J’avais la mort dans l’âme, la froide mort, et je croyais sentir comme des glaçons aigus s’élancer de mon cœur dans mes veines ardentes. Égaré, je me précipitai, sans manteau, sans chapeau, au sein de la nuit épaisse, orageuse. Les girouettes grinçaient ; il semblait que l’on entendît se mouvoir les rouages éternels et formidables du temps, comme si la vieille année allait, telle qu’un poids énorme, se détacher et rouler sourdement dans l’abîme. Tu sais bien que cette époque, Noël et le nouvel an, que vous accueillez, vous, avec une satisfaction calme et pure, vient toujours me précipiter, hors de ma paisible demeure, dans les flots d’une mer écumante et furieuse.

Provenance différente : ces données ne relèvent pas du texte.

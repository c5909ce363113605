// =============================================================================
// Crate-wide error taxonomy
// =============================================================================
//
// Lower-level plumbing (DB, HTTP, filesystem) returns `anyhow::Result`, as the
// teacher's `runtime_config.rs` and `binance/client.rs` do. `AppError` is the
// narrower, classified error every component-facing operation converts to at
// its boundary, matching the error kinds enumerated by the design.

use axum::http::StatusCode;
use axum::response::{IntoResponse, Response};
use axum::Json;
use serde_json::json;

#[derive(Debug, thiserror::Error)]
pub enum AppError {
    #[error("validation failed: {field}: {message}")]
    Validation { field: String, message: String },

    #[error("authentication required")]
    Auth,

    #[error("forbidden")]
    Forbidden,

    #[error("not found: {0}")]
    NotFound(String),

    #[error("conflict: {0}")]
    Conflict(String),

    #[error("integrity violation: {0}")]
    Integrity(String),

    #[error("provider call failed: {0}")]
    ProviderCallFailed(String),

    #[error("exchange call failed: {0}")]
    ExchangeCallFailed(String),

    #[error("persistence failed: {0}")]
    PersistenceFailed(String),

    #[error("encryption failed: {0}")]
    EncryptionFailed(String),

    #[error("internal error: {0}")]
    Internal(String),
}

impl AppError {
    pub fn validation(field: impl Into<String>, message: impl Into<String>) -> Self {
        Self::Validation {
            field: field.into(),
            message: message.into(),
        }
    }

    fn kind(&self) -> &'static str {
        match self {
            Self::Validation { .. } => "validation",
            Self::Auth => "auth",
            Self::Forbidden => "forbidden",
            Self::NotFound(_) => "not_found",
            Self::Conflict(_) => "conflict",
            Self::Integrity(_) => "integrity",
            Self::ProviderCallFailed(_) => "provider_call_failed",
            Self::ExchangeCallFailed(_) => "exchange_call_failed",
            Self::PersistenceFailed(_) => "persistence_failed",
            Self::EncryptionFailed(_) => "encryption_failed",
            Self::Internal(_) => "internal",
        }
    }

    fn status(&self) -> StatusCode {
        match self {
            Self::Validation { .. } => StatusCode::BAD_REQUEST,
            Self::Auth => StatusCode::UNAUTHORIZED,
            Self::Forbidden => StatusCode::FORBIDDEN,
            Self::NotFound(_) => StatusCode::NOT_FOUND,
            Self::Conflict(_) => StatusCode::CONFLICT,
            Self::Integrity(_) => StatusCode::CONFLICT,
            Self::ProviderCallFailed(_) => StatusCode::BAD_GATEWAY,
            Self::ExchangeCallFailed(_) => StatusCode::BAD_GATEWAY,
            Self::PersistenceFailed(_) => StatusCode::INTERNAL_SERVER_ERROR,
            Self::EncryptionFailed(_) => StatusCode::INTERNAL_SERVER_ERROR,
            Self::Internal(_) => StatusCode::INTERNAL_SERVER_ERROR,
        }
    }
}

impl IntoResponse for AppError {
    fn into_response(self) -> Response {
        let status = self.status();
        let mut error = json!({
            "kind": self.kind(),
            "message": self.to_string(),
        });
        // Validation responses additionally carry a `fields` list per spec
        // §7, even though today only ever one field fails at a time.
        if let Self::Validation { field, message } = &self {
            error["fields"] = json!([{ "field": field, "message": message }]);
        }
        (status, Json(json!({ "error": error }))).into_response()
    }
}

impl From<rusqlite::Error> for AppError {
    fn from(err: rusqlite::Error) -> Self {
        use rusqlite::Error as E;
        match err {
            E::QueryReturnedNoRows => Self::NotFound("row not found".into()),
            E::SqliteFailure(e, ref msg) if e.code == rusqlite::ErrorCode::ConstraintViolation => {
                Self::Conflict(msg.clone().unwrap_or_else(|| "constraint violation".into()))
            }
            other => Self::PersistenceFailed(other.to_string()),
        }
    }
}

impl From<anyhow::Error> for AppError {
    fn from(err: anyhow::Error) -> Self {
        Self::Internal(err.to_string())
    }
}

pub type AppResult<T> = Result<T, AppError>;
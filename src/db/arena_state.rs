use anyhow::Result;
use rusqlite::params;

use super::Db;

impl Db {
    /// Overwrites the single arena-state row with `blob` (spec §3
    /// `ArenaState`: "a projection; losing it must never lose money or
    /// history — it can be reconstructed from relational tables").
    pub async fn replace_arena_state(&self, blob: &serde_json::Value, updated_at: &str) -> Result<()> {
        let conn = self.conn.lock().await;
        conn.execute(
            "INSERT INTO arena_state (id, blob, updated_at) VALUES (1, ?1, ?2)
             ON CONFLICT(id) DO UPDATE SET blob = excluded.blob, updated_at = excluded.updated_at",
            params![blob.to_string(), updated_at],
        )?;
        Ok(())
    }

    pub async fn read_arena_state(&self) -> Result<Option<serde_json::Value>> {
        let conn = self.conn.lock().await;
        let mut stmt = conn.prepare_cached("SELECT blob FROM arena_state WHERE id = 1")?;
        let mut rows = stmt.query([])?;
        match rows.next()? {
            Some(row) => {
                let blob: String = row.get(0)?;
                Ok(Some(serde_json::from_str(&blob).unwrap_or(serde_json::Value::Null)))
            }
            None => Ok(None),
        }
    }
}
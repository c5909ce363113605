use anyhow::Result;
use rusqlite::params;

use super::Db;

/// One ranked row within a single leaderboard period (spec §4.10 / §3
/// `LeaderboardEntry`).
#[derive(Debug, Clone)]
pub struct LeaderboardEntry {
    pub period: String,
    pub rank: u32,
    pub bot_id: String,
    pub owner_id: String,
    pub total_pnl: f64,
    pub trade_count: u64,
    pub win_rate: f64,
    pub sharpe: f64,
    pub max_drawdown: f64,
    pub computed_at: String,
}

impl Db {
    /// Atomically replaces every row for `period` with `entries` — the
    /// Leaderboard Service writes the full ranked set each cadence tick
    /// rather than mutating individual rows (spec §4.10: "written atomically
    /// per period").
    pub async fn replace_leaderboard_period(&self, period: &str, entries: &[LeaderboardEntry]) -> Result<()> {
        self.with_tx(|tx| {
            tx.execute("DELETE FROM leaderboard_entries WHERE period = ?1", params![period])?;
            for e in entries {
                tx.execute(
                    "INSERT INTO leaderboard_entries (period, rank, bot_id, owner_id, total_pnl, trade_count, win_rate, sharpe, max_drawdown, computed_at)
                     VALUES (?1, ?2, ?3, ?4, ?5, ?6, ?7, ?8, ?9, ?10)",
                    params![
                        e.period,
                        e.rank,
                        e.bot_id,
                        e.owner_id,
                        e.total_pnl,
                        e.trade_count as i64,
                        e.win_rate,
                        e.sharpe,
                        e.max_drawdown,
                        e.computed_at,
                    ],
                )?;
            }
            Ok(())
        })
        .await
    }

    pub async fn leaderboard_for_period(&self, period: &str, limit: i64) -> Result<Vec<LeaderboardEntry>> {
        let conn = self.conn.lock().await;
        let mut stmt = conn.prepare_cached(
            "SELECT period, rank, bot_id, owner_id, total_pnl, trade_count, win_rate, sharpe, max_drawdown, computed_at
             FROM leaderboard_entries WHERE period = ?1 ORDER BY rank ASC LIMIT ?2",
        )?;
        let mut out = Vec::new();
        for row in stmt.query_map(params![period, limit.clamp(1, 1000)], row_to_entry)? {
            out.push(row?);
        }
        Ok(out)
    }

    pub async fn leaderboard_entry_for_bot(&self, period: &str, bot_id: &str) -> Result<Option<LeaderboardEntry>> {
        let conn = self.conn.lock().await;
        let row = conn.query_row(
            "SELECT period, rank, bot_id, owner_id, total_pnl, trade_count, win_rate, sharpe, max_drawdown, computed_at
             FROM leaderboard_entries WHERE period = ?1 AND bot_id = ?2",
            params![period, bot_id],
            row_to_entry,
        );
        match row {
            Ok(e) => Ok(Some(e)),
            Err(rusqlite::Error::QueryReturnedNoRows) => Ok(None),
            Err(e) => Err(e.into()),
        }
    }

    pub async fn leaderboard_entries_for_owner(&self, period: &str, owner_id: &str) -> Result<Vec<LeaderboardEntry>> {
        let conn = self.conn.lock().await;
        let mut stmt = conn.prepare_cached(
            "SELECT period, rank, bot_id, owner_id, total_pnl, trade_count, win_rate, sharpe, max_drawdown, computed_at
             FROM leaderboard_entries WHERE period = ?1 AND owner_id = ?2 ORDER BY rank ASC",
        )?;
        let mut out = Vec::new();
        for row in stmt.query_map(params![period, owner_id], row_to_entry)? {
            out.push(row?);
        }
        Ok(out)
    }
}

fn row_to_entry(row: &rusqlite::Row) -> rusqlite::Result<LeaderboardEntry> {
    let rank: i64 = row.get(1)?;
    let trade_count: i64 = row.get(5)?;
    Ok(LeaderboardEntry {
        period: row.get(0)?,
        rank: rank as u32,
        bot_id: row.get(2)?,
        owner_id: row.get(3)?,
        total_pnl: row.get(4)?,
        trade_count: trade_count as u64,
        win_rate: row.get(6)?,
        sharpe: row.get(7)?,
        max_drawdown: row.get(8)?,
        computed_at: row.get(9)?,
    })
}
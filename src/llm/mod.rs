// =============================================================================
// LLM Dispatcher (C3)
// =============================================================================
//
// Provider-variant-aware HTTP client. Grounded on the `binance::client`
// pattern (a shared `reqwest::Client` built once with a timeout, one method
// per remote call) but dispatching over `ProviderVariant` request/response
// shapes instead of one fixed venue.

pub mod provider;

use std::time::{Duration, Instant};

use reqwest::Client;
use tracing::{debug, instrument, warn};

use crate::db::models::Provider;
use crate::types::{ProviderVariant, RequestKind};

pub use provider::{DispatchError, LlmReply, TokenUsageEstimate};

const REQUEST_TIMEOUT_SECS: u64 = 60;

#[derive(Clone)]
pub struct LlmDispatcher {
    client: Client,
}

impl Default for LlmDispatcher {
    fn default() -> Self {
        Self::new()
    }
}

impl LlmDispatcher {
    pub fn new() -> Self {
        let client = Client::builder()
            .timeout(Duration::from_secs(REQUEST_TIMEOUT_SECS))
            .build()
            .expect("failed to build reqwest client");
        Self { client }
    }

    /// Calls the provider described by `provider` with `api_key` already
    /// decrypted by the caller (the Crypto Vault, just-in-time — spec §5:
    /// "never stored decrypted"). Always returns a latency measurement, even
    /// on error, so the caller can still record partial usage.
    #[instrument(skip(self, api_key, prompt), fields(variant = %provider.variant, kind = %kind))]
    pub async fn call(
        &self,
        provider: &Provider,
        api_key: &str,
        prompt: &str,
        kind: RequestKind,
    ) -> (Result<LlmReply, DispatchError>, u64) {
        let started = Instant::now();
        let result = match provider.variant {
            ProviderVariant::Openai | ProviderVariant::Grok => {
                provider::call_chat_completions_style(&self.client, provider, api_key, prompt).await
            }
            ProviderVariant::Anthropic => {
                provider::call_anthropic_messages(&self.client, provider, api_key, prompt).await
            }
            ProviderVariant::Gemini => {
                provider::call_gemini_generate_content(&self.client, provider, api_key, prompt).await
            }
            ProviderVariant::Local => provider::call_local(&self.client, provider, prompt).await,
            ProviderVariant::Custom => {
                provider::call_custom(&self.client, provider, api_key, prompt).await
            }
        };
        let latency_ms = started.elapsed().as_millis() as u64;

        let result = match result {
            Ok(reply) => {
                debug!(latency_ms, "llm call succeeded");
                Ok(reply)
            }
            Err(err) => {
                warn!(latency_ms, error = %err, "llm call failed");
                Err(err)
            }
        };

        (result, latency_ms)
    }
}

Noël !… ce sont des jours de fête dont l’éclat aimable me séduit longtemps d’avance ; à peine puis-je les attendre. Je suis meilleur, plus enfant que tout le reste de l’année ; mon cœur ouvert à toutes les joies du ciel ne peut nourrir aucune pensée noire ou haineuse ; je redeviens un jeune garçon, avec sa joie vive et bruyante. Parmi les étalages bigarrés, éclatants, des boutiques de Noël, je vois des figures d’ange me sourire, et, à travers le tumulte des rues, les soupirs de l’orgue saint m’arrivent comme de bien loin ; car un enfant nous est né ! Mais, la fête achevée, tout ce bruit s’abat, tout cet éclat se perd dans une sourde obscurité. À chaque année, toujours des fleurs qui se flétrissent, et dont le germe se dessèche, sans espoir qu’un soleil de printemps ranime jamais leurs rameaux ! Certes, je sais fort bien cela ; mais une puissance ennemie, chaque fois que l’an touche à sa fin, ne manque jamais de me le rappeler avec une satisfaction cruelle. « Vois, murmure-t-elle à mon oreille, vois combien de plaisirs, cette année, t’ont abandonné pour toujours ! Mais aussi tu es devenu plus sage, tu n’attaches désormais aucun prix à des divertissements frivoles ; te voilà de plus en plus un homme grave, un homme sans plaisirs. »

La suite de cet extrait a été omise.